Summaries of the speech:

- Cascades grow

- Cascades recur

- Cascades evolve

The third speaker Sandra Carberry, who is one of the founders of the User Modeling research area at the first woskshop in Maria Laach, 1986, gave a talk on "User Modeling: the Past, the Present and the Future".

Prof. Sandra Carberry' keynote "User Modeling: the Past, the Present and the Future" #umap2016 pic.twitter.com/lxiaJXVsYC
— Julita Vassileva (@julitav) July 15, 2016

--------------------------------------------------------------------------------------------------------------------------

I was there to present a short paper, a doctoral consortium paper and an extended abstract.

Short Paper

UMAP2016 - Analyzing Aggregated Semantics-enabled User Modeling on Google+ and Twitter for Personalized Link Recommendations from GUANGYUAN PIAO

Doctoral Consortium

Several Twitter & RecSys papers at the HT+UMAP DC session #umap2016 #acmht16 room 140 pic.twitter.com/PiC67Mirfd
— UMAP (@UMAPconf) July 13, 2016

In the Doctoral Consortium, each student was assigned an expert in your topic. Tsvika Kuflik, who is on the editorial board of UMUAI, was my mentor during the conference and offered many constructive feedbacks about my thesis.

Extended Abstract

This preliminary work describes a first step of user modeling using different fields of LinkedIn profiles to investigate which field of LinkedIn profiles can be helpful for user modeling in the context of MOOC recommendations.

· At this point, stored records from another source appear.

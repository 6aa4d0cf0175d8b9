//! Name template interpolation

use std::collections::BTreeMap;
use std::fmt;

use minijinja::{Environment, UndefinedBehavior};

/// Variables interpolated into trigger name templates
///
/// Names are MiniJinja templates, so `{{ table_prefix }}audit` becomes
/// `app_audit` when `table_prefix = "app_"`. Undefined variables are errors
/// rather than empty strings: a silently shortened name would break identity.
///
/// # Examples
///
/// ```
/// use tripwire_triggers::TemplateVars;
///
/// let vars = TemplateVars::new([("table_prefix".to_string(), "app_".to_string())].into());
/// assert_eq!(vars.interpolate("{{ table_prefix }}audit").unwrap(), "app_audit");
/// assert_eq!(vars.interpolate("plain_name").unwrap(), "plain_name");
/// assert!(vars.interpolate("{{ missing }}").is_err());
/// ```
#[derive(Clone)]
pub struct TemplateVars {
    env: Environment<'static>,
    context: BTreeMap<String, String>,
}

impl TemplateVars {
    /// Creates an interpolation context from a variable table
    pub fn new(context: BTreeMap<String, String>) -> Self {
        let mut env = Environment::new();
        env.set_undefined_behavior(UndefinedBehavior::Strict);
        Self { env, context }
    }

    /// Creates a context with no variables
    pub fn empty() -> Self {
        Self::new(BTreeMap::new())
    }

    /// Returns the variables
    pub fn variables(&self) -> &BTreeMap<String, String> {
        &self.context
    }

    /// Renders a name template
    pub fn interpolate(&self, template: &str) -> Result<String, minijinja::Error> {
        if !template.contains("{{") && !template.contains("{%") {
            return Ok(template.to_string());
        }
        self.env.render_str(template, &self.context)
    }
}

impl Default for TemplateVars {
    fn default() -> Self {
        Self::empty()
    }
}

impl fmt::Debug for TemplateVars {
    fn fmt(&self, f: &mut fmt::Formatter<'_>) -> fmt::Result {
        f.debug_struct("TemplateVars")
            .field("variables", &self.context)
            .finish()
    }
}
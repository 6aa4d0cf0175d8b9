//! Migration generation
//!
//! Turns a [`TriggerDiff`](crate::TriggerDiff) into a migration file of
//! trigger declarations, or into the SQL it stands for.

mod emitter;
mod error;
mod naming;
mod sql;


pub use emitter::*;
pub use error::*;
pub use naming::*;
pub use sql::*;
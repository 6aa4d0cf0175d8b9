//! SQL rendering
//!
//! [`SqlRenderer`] is the seam between the trigger model and a database
//! engine. [`DialectRenderer`] covers the dialects tripwire knows about.

mod renderer;


pub use renderer::*;
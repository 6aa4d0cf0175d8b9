//! Reconciliation of declared triggers against migration history

mod diff;
mod reconciler;


pub use diff::*;
pub use reconciler::*;
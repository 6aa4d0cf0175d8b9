//! Subcommand implementations

use std::process::ExitCode;

use anyhow::Context;
use tripwire_migrations::{Project, ReplayOptions};

use crate::Command;
use crate::output;

pub fn run(project: &Project, command: &Command) -> anyhow::Result<ExitCode> {
    match command {
        Command::Triggers { json } => triggers(project, *json),
        Command::History { schema_dump, json } => history(project, *schema_dump, *json),
        Command::Status => status(project),
        Command::Diff { sql } => diff(project, *sql),
        Command::Generate { silent } => generate(project, *silent),
    }
}

fn triggers(project: &Project, json: bool) -> anyhow::Result<ExitCode> {
    let triggers = project
        .current_triggers()
        .context("failed to load declared triggers")?;
    if json {
        println!("{}", serde_json::to_string_pretty(&triggers)?);
    } else {
        println!("{}", output::trigger_table(&triggers));
    }
    Ok(ExitCode::SUCCESS)
}

fn history(project: &Project, schema_dump: bool, json: bool) -> anyhow::Result<ExitCode> {
    let options = if schema_dump {
        ReplayOptions::for_schema_dump()
    } else {
        ReplayOptions::new()
    };
    let replayed = project
        .current_migrations(&options)
        .context("failed to replay migration history")?;
    if json {
        println!("{}", serde_json::to_string_pretty(&replayed)?);
    } else {
        println!("{}", output::history_table(&replayed));
    }
    Ok(ExitCode::SUCCESS)
}

fn status(project: &Project) -> anyhow::Result<ExitCode> {
    if project
        .migrations_current()
        .context("failed to compare migrations with declared triggers")?
    {
        println!("Trigger migrations are up to date");
        Ok(ExitCode::SUCCESS)
    } else {
        println!("Trigger migrations are out of date; run `tripwire generate`");
        Ok(ExitCode::FAILURE)
    }
}

fn diff(project: &Project, sql: bool) -> anyhow::Result<ExitCode> {
    let diff = project
        .pending_diff()
        .context("failed to compare migrations with declared triggers")?;
    if diff.is_empty() {
        println!("No trigger changes");
        return Ok(ExitCode::SUCCESS);
    }

    if sql {
        let migration = project
            .render_sql(&diff)
            .context("failed to render trigger SQL")?;
        println!("{}", output::sql_script(&migration));
    } else {
        println!("{}", output::diff_table(&diff));
    }
    Ok(ExitCode::SUCCESS)
}

fn generate(project: &Project, silent: bool) -> anyhow::Result<ExitCode> {
    match project.generate_migration() {
        Ok(Some(migration)) => {
            if !silent {
                println!("Generated {}", migration.path.display());
            }
            Ok(ExitCode::SUCCESS)
        }
        Ok(None) => {
            if !silent {
                println!("Nothing to do");
            }
            Ok(ExitCode::SUCCESS)
        }
        Err(err) if err.is_declaration_failure() => {
            eprintln!("Error: {:#}", anyhow::Error::new(err));
            Ok(ExitCode::FAILURE)
        }
        Err(err) => Err(err).context("failed to generate trigger migration"),
    }
}
//! Trigger diff data structures

use serde::Serialize;
use tripwire_triggers::Trigger;

/// The changes turning one trigger set into another, and back
///
/// The up step runs `up_drops` then `up_creates`; the down step runs
/// `down_drops` then `down_creates` and restores the set the up step started
/// from.
#[derive(Debug, Clone, Default, PartialEq, Serialize)]
pub struct TriggerDiff {
    /// Drop directives for triggers that are gone or replaced
    pub up_drops: Vec<Trigger>,
    /// Triggers that are new or changed
    pub up_creates: Vec<Trigger>,
    /// Drop directives undoing `up_creates`
    pub down_drops: Vec<Trigger>,
    /// Triggers removed or replaced by the up step
    pub down_creates: Vec<Trigger>,
}

impl TriggerDiff {
    pub fn new() -> Self {
        Self::default()
    }

    /// Returns true if there are no differences
    pub fn is_empty(&self) -> bool {
        self.up_drops.is_empty()
            && self.up_creates.is_empty()
            && self.down_drops.is_empty()
            && self.down_creates.is_empty()
    }

    /// Number of up-step operations
    pub fn change_count(&self) -> usize {
        self.up_drops.len() + self.up_creates.len()
    }

    /// Up-step operations in execution order
    pub fn up_steps(&self) -> impl Iterator<Item = &Trigger> {
        self.up_drops.iter().chain(&self.up_creates)
    }

    /// Down-step operations in execution order
    pub fn down_steps(&self) -> impl Iterator<Item = &Trigger> {
        self.down_drops.iter().chain(&self.down_creates)
    }

    /// Applies the up step to `existing`
    pub fn apply_up(&self, existing: &[Trigger]) -> Vec<Trigger> {
        apply(existing, self.up_steps())
    }

    /// Applies the down step to `canonical`
    pub fn apply_down(&self, canonical: &[Trigger]) -> Vec<Trigger> {
        apply(canonical, self.down_steps())
    }
}

/// Replays `steps` onto `snapshot` the way migration history is replayed
fn apply<'a>(snapshot: &[Trigger], steps: impl Iterator<Item = &'a Trigger>) -> Vec<Trigger> {
    let mut result = snapshot.to_vec();
    for step in steps {
        result.retain(|existing| existing.identity() != step.identity());
        if !step.is_drop() {
            result.push(step.clone());
        }
    }
    result
}
//! Error types for declaration extraction

use thiserror::Error;
use tripwire_triggers::TriggerError;

/// Errors raised while extracting trigger declarations
#[derive(Debug, Error)]
pub enum ExtractError {
    /// The declaration does not follow the grammar
    #[error("line {line}: {message}")]
    Syntax { line: usize, message: String },

    /// The declaration parsed but describes an invalid trigger
    #[error("line {line}: {source}")]
    Trigger {
        line: usize,
        #[source]
        source: TriggerError,
    },
}

impl ExtractError {
    pub(crate) fn syntax(line: usize, message: impl Into<String>) -> Self {
        Self::Syntax {
            line,
            message: message.into(),
        }
    }

    /// Line of the declaration (1-based)
    pub fn line(&self) -> usize {
        match self {
            Self::Syntax { line, .. } | Self::Trigger { line, .. } => *line,
        }
    }
}

/// Result type for extraction
pub type ExtractResult<T> = Result<T, ExtractError>;
//! Diffing the declared trigger set against the replayed one

use tripwire_triggers::Trigger;

use super::TriggerDiff;

/// Computes the migration that turns the replayed set into the declared set
///
/// Triggers are matched by prepared name. A trigger whose name is declared
/// but whose definition changed is dropped and recreated: creating the new
/// definition does not by itself remove the old physical triggers when the
/// group membership differs.
#[derive(Debug, Clone, Copy, Default)]
pub struct Reconciler;

impl Reconciler {
    pub fn new() -> Self {
        Self
    }

    /// Diffs `canonical` (declared) against `existing` (replayed)
    ///
    /// Both sets must be prepared.
    pub fn diff(&self, canonical: &[Trigger], existing: &[Trigger]) -> TriggerDiff {
        let mut diff = TriggerDiff::new();

        for old in existing {
            if !canonical.iter().any(|t| t.same_identity(old)) {
                diff.up_drops.extend(old.drop_triggers());
                diff.down_creates.push(old.clone());
            }
        }

        for new in canonical.iter().filter(|t| !existing.contains(t)) {
            diff.up_creates.push(new.clone());
            diff.down_drops.extend(new.drop_triggers());
            if let Some(old) = existing.iter().find(|t| t.same_identity(new)) {
                diff.up_drops.extend(old.drop_triggers());
                diff.down_creates.push(old.clone());
            }
        }

        tracing::debug!(
            up_drops = diff.up_drops.len(),
            up_creates = diff.up_creates.len(),
            "Reconciled triggers"
        );
        diff
    }

    /// Returns true if both sets hold the same triggers, in any order
    pub fn is_current(&self, canonical: &[Trigger], existing: &[Trigger]) -> bool {
        let mut canonical = canonical.to_vec();
        let mut existing = existing.to_vec();
        canonical.sort();
        existing.sort();
        canonical == existing
    }
}
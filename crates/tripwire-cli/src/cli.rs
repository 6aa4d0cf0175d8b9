//! `tripwire` - keeps trigger migrations in step with declared triggers

mod commands;
mod logging;
mod output;

#[cfg(test)]
mod tests;

use std::path::PathBuf;
use std::process::ExitCode;

use anyhow::Context;
use clap::{Parser, Subcommand};
use tripwire_core::{Dialect, TripwireConfig};
use tripwire_migrations::Project;

use logging::LoggingConfig;

#[derive(Parser, Debug)]
#[command(name = "tripwire")]
#[command(version)]
#[command(about = "Generate migrations that keep database triggers in step with their declarations")]
pub struct Cli {
    /// Project root; relative config paths are resolved against it
    #[arg(long, global = true, env = "TRIPWIRE_ROOT", default_value = ".")]
    root: PathBuf,

    /// Config file (defaults to tripwire.toml in the project root)
    #[arg(long, global = true, value_name = "FILE")]
    config: Option<PathBuf>,

    /// Override the configured database dialect
    #[arg(long, global = true)]
    dialect: Option<Dialect>,

    /// Increase log verbosity (-v info, -vv debug, -vvv trace)
    #[arg(short, long, global = true, action = clap::ArgAction::Count)]
    verbose: u8,

    /// Emit logs as JSON
    #[arg(long, global = true)]
    log_json: bool,

    #[command(subcommand)]
    command: Command,
}

#[derive(Subcommand, Debug, PartialEq, Eq)]
pub enum Command {
    /// List the declared triggers
    Triggers {
        /// Print JSON instead of a table
        #[arg(long)]
        json: bool,
    },
    /// List the triggers migration history leaves behind
    History {
        /// Replay the way a schema dump sees the database: schema snapshot
        /// first, applied migrations only, raw SQL triggers included
        #[arg(long)]
        schema_dump: bool,
        /// Print JSON instead of a table
        #[arg(long)]
        json: bool,
    },
    /// Exit with status 1 if a trigger migration is needed
    Status,
    /// Show the changes the next generated migration would make
    Diff {
        /// Print the SQL for the project's dialect
        #[arg(long)]
        sql: bool,
    },
    /// Write a migration reconciling history with the declared triggers
    Generate {
        /// Print nothing on success
        #[arg(long)]
        silent: bool,
    },
}

impl Cli {
    fn logging(&self) -> LoggingConfig {
        LoggingConfig::from_verbosity(self.verbose).with_json(self.log_json)
    }

    fn load_config(&self) -> anyhow::Result<TripwireConfig> {
        let config = match &self.config {
            Some(path) => TripwireConfig::load(path)
                .with_context(|| format!("failed to load config {}", path.display()))?,
            None => TripwireConfig::discover(&self.root)
                .with_context(|| format!("failed to load config from {}", self.root.display()))?,
        };
        Ok(match self.dialect {
            Some(dialect) => config.with_dialect(dialect),
            None => config,
        })
    }

    fn project(&self) -> anyhow::Result<Project> {
        Ok(Project::open(&self.root, self.load_config()?))
    }
}

fn main() -> anyhow::Result<ExitCode> {
    let cli = Cli::parse();
    logging::init(&cli.logging())?;

    let project = cli.project()?;
    tracing::debug!(
        root = %project.root().display(),
        dialect = %project.config().dialect,
        "Opened project"
    );

    commands::run(&project, &cli.command)
}
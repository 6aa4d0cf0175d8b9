//! Building triggers from specifications

use std::collections::{BTreeMap, BTreeSet};

use tripwire_core::Dialect;

use super::{
    ManualStatement, OptionValue, SpecError, SpecKind, Trigger, TriggerBody, TriggerError,
    TriggerEvent, TriggerOptions, TriggerResult, TriggerScope, TriggerSpec, TriggerTiming,
    derived_name, normalize_sql,
};

/// Builds [`Trigger`]s for one dialect
///
/// Validation follows the dialect's capabilities: a spec asking for
/// something the dialect cannot express is rejected, and a multi-event
/// trigger on a dialect without compound events becomes a trigger group
/// with one physical trigger per event.
///
/// # Examples
///
/// ```
/// use tripwire_core::Dialect;
/// use tripwire_triggers::{TriggerBuilder, TriggerSpec};
///
/// let spec = TriggerSpec::create()
///     .on("users")
///     .after(["insert", "update"])
///     .with_body("INSERT INTO audit (tbl) VALUES ('users');");
///
/// let pg = TriggerBuilder::new(Dialect::Postgres).build(&spec).unwrap();
/// assert!(!pg.is_group());
///
/// let mysql = TriggerBuilder::new(Dialect::Mysql).build(&spec).unwrap();
/// assert_eq!(mysql.members().len(), 2);
/// ```
#[derive(Debug, Clone, Copy, Default)]
pub struct TriggerBuilder {
    dialect: Dialect,
}

impl TriggerBuilder {
    /// Create a new builder for the specified dialect
    pub fn new(dialect: Dialect) -> Self {
        Self { dialect }
    }

    /// Get the dialect for this builder
    pub fn dialect(&self) -> Dialect {
        self.dialect
    }

    /// Validates a spec and builds the trigger it describes
    pub fn build(&self, spec: &TriggerSpec) -> TriggerResult<Trigger> {
        let built = match spec.kind {
            SpecKind::Create => self.build_create(spec),
            SpecKind::Drop => self.build_drop(spec),
            SpecKind::Manual => self.build_manual(spec),
        };
        built.map_err(|source| TriggerError::InvalidSpec {
            trigger: spec.label(),
            source,
        })
    }

    fn build_create(&self, spec: &TriggerSpec) -> Result<Trigger, SpecError> {
        let table = required_table(spec)?;

        if spec.events.is_empty() {
            return Err(SpecError::NoEvents);
        }
        let events = spec
            .events
            .iter()
            .map(|word| {
                TriggerEvent::from_keyword(word).ok_or_else(|| SpecError::UnknownEvent(word.clone()))
            })
            .collect::<Result<BTreeSet<_>, _>>()?;

        let timing_word = spec.timing.as_deref().ok_or(SpecError::MissingTiming)?;
        let timing = TriggerTiming::from_keyword(timing_word)
            .ok_or_else(|| SpecError::UnknownTiming(timing_word.to_string()))?;

        let scope = match spec.scope.as_deref() {
            Some(word) => TriggerScope::from_keyword(word)
                .ok_or_else(|| SpecError::UnknownScope(word.to_string()))?,
            None if self.dialect.supports_row_level() => TriggerScope::Row,
            None => TriggerScope::Statement,
        };

        let when_condition = spec
            .when
            .as_deref()
            .map(normalize_sql)
            .filter(|c| !c.is_empty());
        let update_columns: Vec<String> = spec
            .update_columns
            .iter()
            .map(|c| c.trim().to_string())
            .filter(|c| !c.is_empty())
            .collect();

        self.validate(timing, scope, &events, when_condition.is_some(), &update_columns)?;

        let body = self.build_body(spec)?;
        let options = parse_options(&spec.options)?;

        let explicit = spec.name.as_deref().map(str::trim).filter(|n| !n.is_empty());
        let name = match explicit {
            Some(name) => name.to_string(),
            None => derived_name(&table, timing, &events, scope),
        };

        let mut trigger = Trigger {
            name,
            explicit_name: explicit.is_some(),
            table,
            timing,
            events,
            scope,
            when_condition,
            update_columns,
            body,
            manual_sql: None,
            options,
            members: Vec::new(),
            prepared_name: None,
        };

        if trigger.events.len() > 1 && !self.dialect.supports_multiple_events() {
            trigger.members = expand_group(&trigger);
            tracing::trace!(
                trigger = %trigger.name,
                members = trigger.members.len(),
                dialect = %self.dialect,
                "Expanded trigger group"
            );
        }

        Ok(trigger)
    }

    fn validate(
        &self,
        timing: TriggerTiming,
        scope: TriggerScope,
        events: &BTreeSet<TriggerEvent>,
        has_when: bool,
        update_columns: &[String],
    ) -> Result<(), SpecError> {
        let dialect = self.dialect;

        if (timing.is_before() && !dialect.supports_before())
            || (timing.is_instead_of() && !dialect.supports_instead_of())
        {
            return Err(SpecError::TimingNotSupported { timing, dialect });
        }
        let scope_supported = match scope {
            TriggerScope::Row => dialect.supports_row_level(),
            TriggerScope::Statement => dialect.supports_statement_level(),
        };
        if !scope_supported {
            return Err(SpecError::ScopeNotSupported { scope, dialect });
        }
        if timing.is_instead_of()
            && dialect.instead_of_requires_row()
            && scope != TriggerScope::Row
        {
            return Err(SpecError::InsteadOfRequiresRow(dialect));
        }
        if has_when && !dialect.supports_when_condition() {
            return Err(SpecError::WhenConditionNotSupported(dialect));
        }
        if !update_columns.is_empty() {
            if !dialect.supports_update_columns() {
                return Err(SpecError::UpdateColumnsNotSupported(dialect));
            }
            if !events.contains(&TriggerEvent::Update) {
                return Err(SpecError::UpdateColumnsWithoutUpdate);
            }
        }
        Ok(())
    }

    fn build_body(&self, spec: &TriggerSpec) -> Result<TriggerBody, SpecError> {
        let overrides = spec
            .body_overrides
            .iter()
            .map(|(name, body)| {
                Dialect::from_name(name)
                    .map(|dialect| (dialect, normalize_sql(body)))
                    .ok_or_else(|| SpecError::UnknownDialect(name.clone()))
            })
            .collect::<Result<BTreeMap<_, _>, _>>()?;

        let body = TriggerBody {
            default: spec.body.as_deref().map(normalize_sql),
            overrides,
        };
        if body.for_dialect(self.dialect).is_none() {
            return Err(SpecError::MissingBody(self.dialect));
        }
        Ok(body)
    }

    fn build_drop(&self, spec: &TriggerSpec) -> Result<Trigger, SpecError> {
        let name = spec
            .name
            .as_deref()
            .map(str::trim)
            .filter(|n| !n.is_empty())
            .ok_or(SpecError::MissingName)?;
        let table = spec.table.as_deref().map(str::trim).unwrap_or_default();

        let mut trigger = Trigger::drop_of(name, table);
        trigger.prepared_name = None;
        trigger.options = TriggerOptions {
            drop: true,
            ..parse_options(&spec.options)?
        };
        Ok(trigger)
    }

    fn build_manual(&self, spec: &TriggerSpec) -> Result<Trigger, SpecError> {
        let sql = spec.sql.as_deref().map(normalize_sql).unwrap_or_default();
        let mut options = TriggerOptions {
            manual: true,
            ..parse_options(&spec.options)?
        };

        match ManualStatement::parse(&sql).ok_or(SpecError::UnrecognizedSql)? {
            ManualStatement::Create {
                name,
                table,
                timing,
                events,
                scope,
            } => Ok(Trigger {
                name,
                explicit_name: true,
                table,
                timing,
                events,
                scope,
                when_condition: None,
                update_columns: Vec::new(),
                body: TriggerBody::default(),
                manual_sql: Some(sql),
                options,
                members: Vec::new(),
                prepared_name: None,
            }),
            ManualStatement::Drop { name, table } => {
                let mut trigger = Trigger::drop_of(name, table.unwrap_or_default());
                trigger.prepared_name = None;
                options.drop = true;
                trigger.options = options;
                Ok(trigger)
            }
        }
    }
}

/// One physical trigger per event
fn expand_group(group: &Trigger) -> Vec<Trigger> {
    group
        .events
        .iter()
        .map(|&event| {
            let name = if group.explicit_name {
                format!("{}_{}", group.name, event.keyword())
            } else {
                derived_name(&group.table, group.timing, [&event], group.scope)
            };
            let update_columns = if event == TriggerEvent::Update {
                group.update_columns.clone()
            } else {
                Vec::new()
            };
            Trigger {
                name,
                explicit_name: group.explicit_name,
                table: group.table.clone(),
                timing: group.timing,
                events: BTreeSet::from([event]),
                scope: group.scope,
                when_condition: group.when_condition.clone(),
                update_columns,
                body: group.body.clone(),
                manual_sql: None,
                options: TriggerOptions::default(),
                members: Vec::new(),
                prepared_name: None,
            }
        })
        .collect()
}

fn required_table(spec: &TriggerSpec) -> Result<String, SpecError> {
    spec.table
        .as_deref()
        .map(str::trim)
        .filter(|t| !t.is_empty())
        .map(str::to_string)
        .ok_or(SpecError::MissingTable)
}

/// Splits the options bag into known flags and extras
fn parse_options(raw: &BTreeMap<String, OptionValue>) -> Result<TriggerOptions, SpecError> {
    let invalid = |key: &str, expected: &'static str| SpecError::InvalidOption {
        key: key.to_string(),
        expected,
    };

    let mut options = TriggerOptions::default();
    for (key, value) in raw {
        match key.as_str() {
            "drop" => options.drop = value.as_bool().ok_or_else(|| invalid(key, "a boolean"))?,
            "manual" => {
                options.manual = value.as_bool().ok_or_else(|| invalid(key, "a boolean"))?
            }
            "generated" => {
                options.generated = value.as_bool().ok_or_else(|| invalid(key, "a boolean"))?
            }
            "compatibility" => {
                options.compatibility =
                    Some(value.as_int().ok_or_else(|| invalid(key, "an integer"))?)
            }
            "group" => {
                options.group = Some(
                    value
                        .as_str()
                        .ok_or_else(|| invalid(key, "a string"))?
                        .to_string(),
                )
            }
            _ => {
                options.extra.insert(key.clone(), value.clone());
            }
        }
    }
    Ok(options)
}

UMAP2016EA - Analyzing MOOC Entries of Professionals on LinkedIn for User Modeling and Personalized MOOC Recommendations from GUANGYUAN PIAO

Many audiences asked about data collection. We used Google Customized Search Engine to search the LinkedIn website using a specific keyword like "coursera" to filter out LinkedIn profiles containing Coursera courses. For the details about the dataset, you can check the post here.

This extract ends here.